[[ The data, beginning ]]

pub mod error;
pub mod memory;
pub mod sqlite;

pub use error::{StorageError, StorageResult};
pub use memory::MemoryBlobStore;
pub use sqlite::SqliteBlobStore;

/// Opaque key/value persistence for whole-document blobs.
///
/// Callers own the encoding; the store never looks inside a value.
pub trait BlobStore: Send + Sync {
    fn get(&self, key: &str) -> StorageResult<Option<String>>;
    fn set(&self, key: &str, value: &str) -> StorageResult<()>;
    fn clear(&self, key: &str) -> StorageResult<()>;
}
use std::fmt;

use serde::{Deserialize, Serialize};
use uuid::Uuid;

/// Literal id of the tree's root node.
pub const ROOT_NODE_ID: &str = "root";

// Macro keeps all id wrappers structurally identical, so snapshots stay predictable.
macro_rules! define_tree_id {
    ($name:ident) => {
        #[derive(Debug, Clone, PartialEq, Eq, Hash, PartialOrd, Ord, Serialize, Deserialize)]
        #[serde(transparent)]
        pub struct $name(String);

        impl $name {
            pub fn new(raw: impl Into<String>) -> Self {
                Self(raw.into())
            }

            pub fn new_v7() -> Self {
                Self(Uuid::now_v7().to_string())
            }

            pub fn as_str(&self) -> &str {
                &self.0
            }
        }

        impl fmt::Display for $name {
            fn fmt(&self, formatter: &mut fmt::Formatter<'_>) -> fmt::Result {
                formatter.write_str(&self.0)
            }
        }

        impl From<&str> for $name {
            fn from(value: &str) -> Self {
                Self::new(value)
            }
        }

        impl From<String> for $name {
            fn from(value: String) -> Self {
                Self(value)
            }
        }
    };
}

define_tree_id!(NodeId);
define_tree_id!(EdgeId);

impl NodeId {
    pub fn root() -> Self {
        Self::new(ROOT_NODE_ID)
    }

    pub fn is_root(&self) -> bool {
        self.0 == ROOT_NODE_ID
    }
}
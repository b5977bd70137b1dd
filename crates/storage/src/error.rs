use snafu::Snafu;

#[derive(Debug, Snafu)]
#[snafu(visibility(pub(crate)))]
pub enum StorageError {
    #[snafu(display("blob key must not be empty"))]
    EmptyKey { stage: &'static str },
    #[snafu(display("blob store lock poisoned during {stage}"))]
    LockPoisoned { stage: &'static str },
    #[snafu(display("blob worker for {stage} panicked"))]
    WorkerPanicked { stage: &'static str },
    #[snafu(display("cannot prepare database directory {path}"))]
    PrepareDirectory {
        stage: &'static str,
        path: String,
        source: std::io::Error,
    },
    #[snafu(display("invalid database location '{database_url}'"))]
    ParseLocation {
        stage: &'static str,
        database_url: String,
        source: sqlx::Error,
    },
    #[snafu(display("cannot open blob database '{database_url}'"))]
    OpenDatabase {
        stage: &'static str,
        database_url: String,
        source: sqlx::Error,
    },
    #[snafu(display("cannot apply '{pragma}' to blob database"))]
    ApplyPragma {
        stage: &'static str,
        pragma: &'static str,
        source: sqlx::Error,
    },
    #[snafu(display("blob schema migration failed"))]
    MigrateSchema {
        stage: &'static str,
        source: sqlx::migrate::MigrateError,
    },
    #[snafu(display("blob '{key}' could not be {action}: {source}"))]
    BlobQuery {
        stage: &'static str,
        key: String,
        action: &'static str,
        source: sqlx::Error,
    },
    #[snafu(display("cannot start blob worker"))]
    StartWorker {
        stage: &'static str,
        source: std::io::Error,
    },
}

pub type StorageResult<T> = Result<T, StorageError>;
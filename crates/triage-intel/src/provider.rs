//! The enrichment collaborator trait.

use crate::report::IntelReport;
use async_trait::async_trait;

/// Errors raised by an enrichment lookup.
///
/// The fan-out stage treats any of these as "no result for this address";
/// they never abort a batch.
#[derive(Debug, thiserror::Error)]
pub enum IntelError {
    /// HTTP transport or decoding failure.
    #[error("http request failed: {0}")]
    Http(#[from] reqwest::Error),

    /// Provider-specific failure (used mainly by test doubles).
    #[error("provider failure: {0}")]
    Provider(String),
}

/// One reputation lookup per address.
///
/// Implementations own their timeout and per-source fallback behavior; a
/// single call must never block indefinitely.
#[async_trait]
pub trait IntelProvider: Send + Sync {
    /// Look up reputation for one address-like key.
    async fn check_address(&self, address: &str) -> Result<IntelReport, IntelError>;
}
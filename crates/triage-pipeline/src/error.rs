//! Pipeline error taxonomy.
//!
//! Recoverable conditions (malformed records, unconfigured collaborators,
//! per-key lookup failures, unparseable model responses) never appear here;
//! they are folded into fallback values at the stage that meets them. What
//! remains is stage-fatal: the orchestrator aborts the remaining stages and
//! tags the failure with the stage it came from. Artifacts already written
//! stay readable in the memory store.

use serde::{Deserialize, Serialize};
use triage_llm::LlmError;
use triage_memory::MemoryError;

/// The four pipeline stages, in execution order.
#[derive(Debug, Clone, Copy, PartialEq, Eq, Serialize, Deserialize)]
#[serde(rename_all = "snake_case")]
pub enum Stage {
    /// Raw text to tagged records.
    Extraction,
    /// Concurrent reputation lookups.
    Enrichment,
    /// Structured findings synthesis.
    Synthesis,
    /// Iterative report refinement.
    Refinement,
}

impl Stage {
    /// Stable snake_case name, matching the serialized form.
    #[inline]
    #[must_use]
    pub fn as_str(self) -> &'static str {
        match self {
            Self::Extraction => "extraction",
            Self::Enrichment => "enrichment",
            Self::Synthesis => "synthesis",
            Self::Refinement => "refinement",
        }
    }
}

impl std::fmt::Display for Stage {
    fn fmt(&self, f: &mut std::fmt::Formatter<'_>) -> std::fmt::Result {
        f.write_str(self.as_str())
    }
}

/// Unrecoverable condition inside one stage.
#[derive(Debug, thiserror::Error)]
pub enum StageError {
    /// The memory store rejected an artifact read or write.
    #[error(transparent)]
    Memory(#[from] MemoryError),

    /// A configured narrative model call failed outright.
    #[error("narrative model call failed: {0}")]
    Model(#[from] LlmError),

    /// Prompt context could not be rendered to JSON.
    #[error("failed to render prompt context: {0}")]
    Render(#[source] serde_json::Error),
}

/// Stage-tagged pipeline failure surfaced to callers.
#[derive(Debug, thiserror::Error)]
#[error("{stage} stage failed: {source}")]
pub struct PipelineError {
    /// Stage that raised the failure.
    pub stage: Stage,
    /// The underlying condition.
    #[source]
    pub source: StageError,
}

impl PipelineError {
    pub(crate) fn at(stage: Stage) -> impl FnOnce(StageError) -> Self {
        move |source| Self { stage, source }
    }
}
//! Report evaluation rubric.
//!
//! A lightweight presence check over the final draft, not a quality metric:
//! it shows whether the expected report sections made it into the text.

use crate::findings::Report;
use serde::{Deserialize, Serialize};
use std::collections::BTreeMap;

const CRITERIA: [(&str, &str); 4] = [
    ("has_executive_summary", "executive summary"),
    ("has_timeline", "timeline"),
    ("has_iocs", "indicators of compromise"),
    ("has_remediation", "remediation"),
];

/// Rubric result: one point per section found.
#[derive(Debug, Clone, PartialEq, Eq, Serialize, Deserialize)]
pub struct Evaluation {
    /// Number of criteria met.
    pub score: u32,
    /// Per-criterion outcome.
    pub criteria: BTreeMap<String, bool>,
}

/// Score a report draft against the section rubric, case-insensitively.
#[must_use]
pub fn evaluate_report(report: &Report) -> Evaluation {
    let text = report.draft.to_lowercase();
    let criteria: BTreeMap<String, bool> = CRITERIA
        .iter()
        .map(|(name, section)| ((*name).to_string(), text.contains(section)))
        .collect();
    let score = criteria.values().filter(|met| **met).count() as u32;

    Evaluation { score, criteria }
}

#[cfg(test)]
mod tests {
    use super::*;

    fn report(draft: &str) -> Report {
        Report {
            draft: draft.to_string(),
            iterations: 1,
            placeholder: false,
        }
    }

    #[test]
    fn full_report_scores_four() {
        let evaluation = evaluate_report(&report(
            "Executive Summary\nTimeline of events\n\
             Indicators of Compromise\nRemediation actions",
        ));
        assert_eq!(evaluation.score, 4);
        assert!(evaluation.criteria.values().all(|met| *met));
    }

    #[test]
    fn empty_report_scores_zero() {
        let evaluation = evaluate_report(&report(""));
        assert_eq!(evaluation.score, 0);
        assert_eq!(evaluation.criteria.len(), 4);
    }

    #[test]
    fn matching_is_case_insensitive() {
        let evaluation = evaluate_report(&report("EXECUTIVE SUMMARY only"));
        assert_eq!(evaluation.score, 1);
        assert!(evaluation.criteria["has_executive_summary"]);
        assert!(!evaluation.criteria["has_timeline"]);
    }
}
//! Log records, the tag rule table, and the raw-text parser.
//!
//! Parsing is a pure function: the same raw text always yields the same
//! tagged records. The accepted shapes are a single JSON object, a JSON
//! array of objects, or newline-delimited JSON objects; malformed lines are
//! dropped, never fatal.

use serde::{Deserialize, Serialize};
use serde_json::{Map, Value};

/// Closed vocabulary of anomaly tags.
#[derive(Debug, Clone, Copy, PartialEq, Eq, Hash, Serialize, Deserialize)]
#[serde(rename_all = "snake_case")]
pub enum Tag {
    /// Failed password / authentication failure messages.
    AuthFailure,
    /// `sudo` attempts by users outside the sudoers file.
    PrivilegeEscalationAttempt,
    /// Connections from blacklisted addresses.
    ConnectionFromBlacklistedIp,
}

impl Tag {
    /// Stable snake_case name, matching the serialized form.
    #[inline]
    #[must_use]
    pub fn as_str(self) -> &'static str {
        match self {
            Self::AuthFailure => "auth_failure",
            Self::PrivilegeEscalationAttempt => "privilege_escalation_attempt",
            Self::ConnectionFromBlacklistedIp => "connection_from_blacklisted_ip",
        }
    }
}

impl std::fmt::Display for Tag {
    fn fmt(&self, f: &mut std::fmt::Formatter<'_>) -> std::fmt::Result {
        f.write_str(self.as_str())
    }
}

/// One parsed log record: its source fields plus the derived tags.
///
/// `tags` is always present after extraction, possibly empty. A record with
/// a non-empty tag list is "flagged".
#[derive(Debug, Clone, PartialEq, Serialize, Deserialize)]
pub struct Record {
    /// Source-specific fields, passed through untouched.
    #[serde(flatten)]
    pub fields: Map<String, Value>,
    /// Derived anomaly tags.
    #[serde(default)]
    pub tags: Vec<Tag>,
}

impl Record {
    /// Whether this record carries at least one tag.
    #[inline]
    #[must_use]
    pub fn is_flagged(&self) -> bool {
        !self.tags.is_empty()
    }

    /// The record's message field, coerced to text.
    #[must_use]
    pub fn message(&self) -> String {
        match self.fields.get("message") {
            None | Some(Value::Null) => String::new(),
            Some(Value::String(s)) => s.clone(),
            Some(other) => other.to_string(),
        }
    }

    /// Address-like key used for enrichment: the first non-empty of
    /// `src_ip`, `ip`, `source_ip`.
    #[must_use]
    pub fn enrichment_key(&self) -> Option<&str> {
        ["src_ip", "ip", "source_ip"]
            .iter()
            .filter_map(|field| self.fields.get(*field))
            .filter_map(Value::as_str)
            .find(|s| !s.is_empty())
    }

    fn from_fields(mut fields: Map<String, Value>) -> Self {
        // Derived field: any source-provided `tags` value is replaced.
        fields.remove("tags");
        let mut record = Self {
            fields,
            tags: Vec::new(),
        };
        record.tags = tags_for_message(&record.message());
        record
    }
}

/// Apply the fixed tag rule table to one message, case-insensitively.
#[must_use]
pub fn tags_for_message(message: &str) -> Vec<Tag> {
    let message = message.to_lowercase();
    let mut tags = Vec::new();

    if message.contains("failed password") || message.contains("authentication failure") {
        tags.push(Tag::AuthFailure);
    }
    if message.contains("sudo") && message.contains("not in sudoers") {
        tags.push(Tag::PrivilegeEscalationAttempt);
    }
    if message.contains("connection from") && message.contains("blacklisted") {
        tags.push(Tag::ConnectionFromBlacklistedIp);
    }

    tags
}

/// Parse raw log text into tagged records.
///
/// Whole-text parse first (object or array); on failure, line-by-line with
/// malformed lines silently dropped. Zero records is a valid outcome, not an
/// error.
#[must_use]
pub fn parse_records(raw: &str) -> Vec<Record> {
    let objects = match serde_json::from_str::<Value>(raw) {
        Ok(Value::Object(object)) => vec![object],
        Ok(Value::Array(items)) => items
            .into_iter()
            .filter_map(|item| match item {
                Value::Object(object) => Some(object),
                _ => None,
            })
            .collect(),
        Ok(_) => Vec::new(),
        Err(_) => raw
            .lines()
            .map(str::trim)
            .filter(|line| !line.is_empty())
            .filter_map(|line| serde_json::from_str::<Map<String, Value>>(line).ok())
            .collect(),
    };

    objects.into_iter().map(Record::from_fields).collect()
}
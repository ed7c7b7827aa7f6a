//! Enrichment result types and scoring.

use serde::{Deserialize, Serialize};
use serde_json::Value;
use std::collections::BTreeMap;

/// Verdict from a single reputation source.
#[derive(Debug, Clone, PartialEq, Serialize, Deserialize)]
pub struct SourceVerdict {
    /// Whether this source considers the address malicious.
    pub malicious: bool,
    /// Source-specific supporting detail (confidence score, pulse count, ...).
    pub evidence: Value,
}

impl SourceVerdict {
    /// Build a verdict with its supporting evidence.
    #[inline]
    #[must_use]
    pub fn new(malicious: bool, evidence: Value) -> Self {
        Self { malicious, evidence }
    }
}

/// Result of one enrichment lookup for one address.
///
/// Produced at most once per address per investigation and immutable
/// afterward. A `None` source entry means that source was skipped or failed.
#[derive(Debug, Clone, PartialEq, Serialize, Deserialize)]
pub struct IntelReport {
    /// The address that was looked up.
    pub address: String,
    /// Per-source verdicts, keyed by source name.
    pub sources: BTreeMap<String, Option<SourceVerdict>>,
    /// Aggregate score in `[0.0, 1.0]`.
    pub score: f64,
}

/// Aggregate scoring over per-source verdicts.
///
/// The shipped formula is a placeholder heuristic, so it sits behind a trait:
/// swapping in a real reputation model must not touch the fan-out stage.
pub trait ScorePolicy: Send + Sync + std::fmt::Debug {
    /// Fold the source verdicts into a single score.
    fn score(&self, sources: &BTreeMap<String, Option<SourceVerdict>>) -> f64;
}

/// Default policy: fraction of the configured source universe that flagged
/// the address as malicious.
#[derive(Debug, Clone, Copy)]
pub struct SourceFraction {
    /// Size of the source universe the fraction is taken over.
    pub total_sources: u32,
}

impl SourceFraction {
    /// Policy over `total_sources` sources.
    #[inline]
    #[must_use]
    pub fn new(total_sources: u32) -> Self {
        Self { total_sources }
    }
}

impl Default for SourceFraction {
    fn default() -> Self {
        // AbuseIPDB, VirusTotal, OTX
        Self::new(3)
    }
}

impl ScorePolicy for SourceFraction {
    fn score(&self, sources: &BTreeMap<String, Option<SourceVerdict>>) -> f64 {
        if self.total_sources == 0 {
            return 0.0;
        }
        let malicious = sources
            .values()
            .filter(|verdict| verdict.as_ref().is_some_and(|v| v.malicious))
            .count();
        malicious as f64 / f64::from(self.total_sources)
    }
}
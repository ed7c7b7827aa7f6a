//! The narrative collaborator trait.

use async_trait::async_trait;

/// Errors raised by a narrative-generation call.
#[derive(Debug, thiserror::Error)]
pub enum LlmError {
    /// HTTP transport or decoding failure.
    #[error("http request failed: {0}")]
    Http(#[from] reqwest::Error),

    /// The model answered with no usable text.
    #[error("model returned an empty response")]
    EmptyResponse,
}

/// One prompt-to-text generation call.
///
/// Responses are free text; callers decide whether to parse them further.
#[async_trait]
pub trait NarrativeModel: Send + Sync {
    /// Generate text for one prompt.
    async fn generate(&self, prompt: &str) -> Result<String, LlmError>;
}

[[ The data, end ]]

- **Exercise**: Quote the data above verbatim from its first line to the line that includes "pub const ROOT_NODE_ID: &str", with both boundary lines retained.

- **Result for this task**:
pub mod error;
pub mod memory;
pub mod sqlite;

pub use error::{StorageError, StorageResult};
pub use memory::MemoryBlobStore;
pub use sqlite::SqliteBlobStore;

/// Opaque key/value persistence for whole-document blobs.
///
/// Callers own the encoding; the store never looks inside a value.
pub trait BlobStore: Send + Sync {
    fn get(&self, key: &str) -> StorageResult<Option<String>>;
    fn set(&self, key: &str, value: &str) -> StorageResult<()>;
    fn clear(&self, key: &str) -> StorageResult<()>;
}
use std::fmt;

use serde::{Deserialize, Serialize};
use uuid::Uuid;

/// Literal id of the tree's root node.
pub const ROOT_NODE_ID: &str = "root";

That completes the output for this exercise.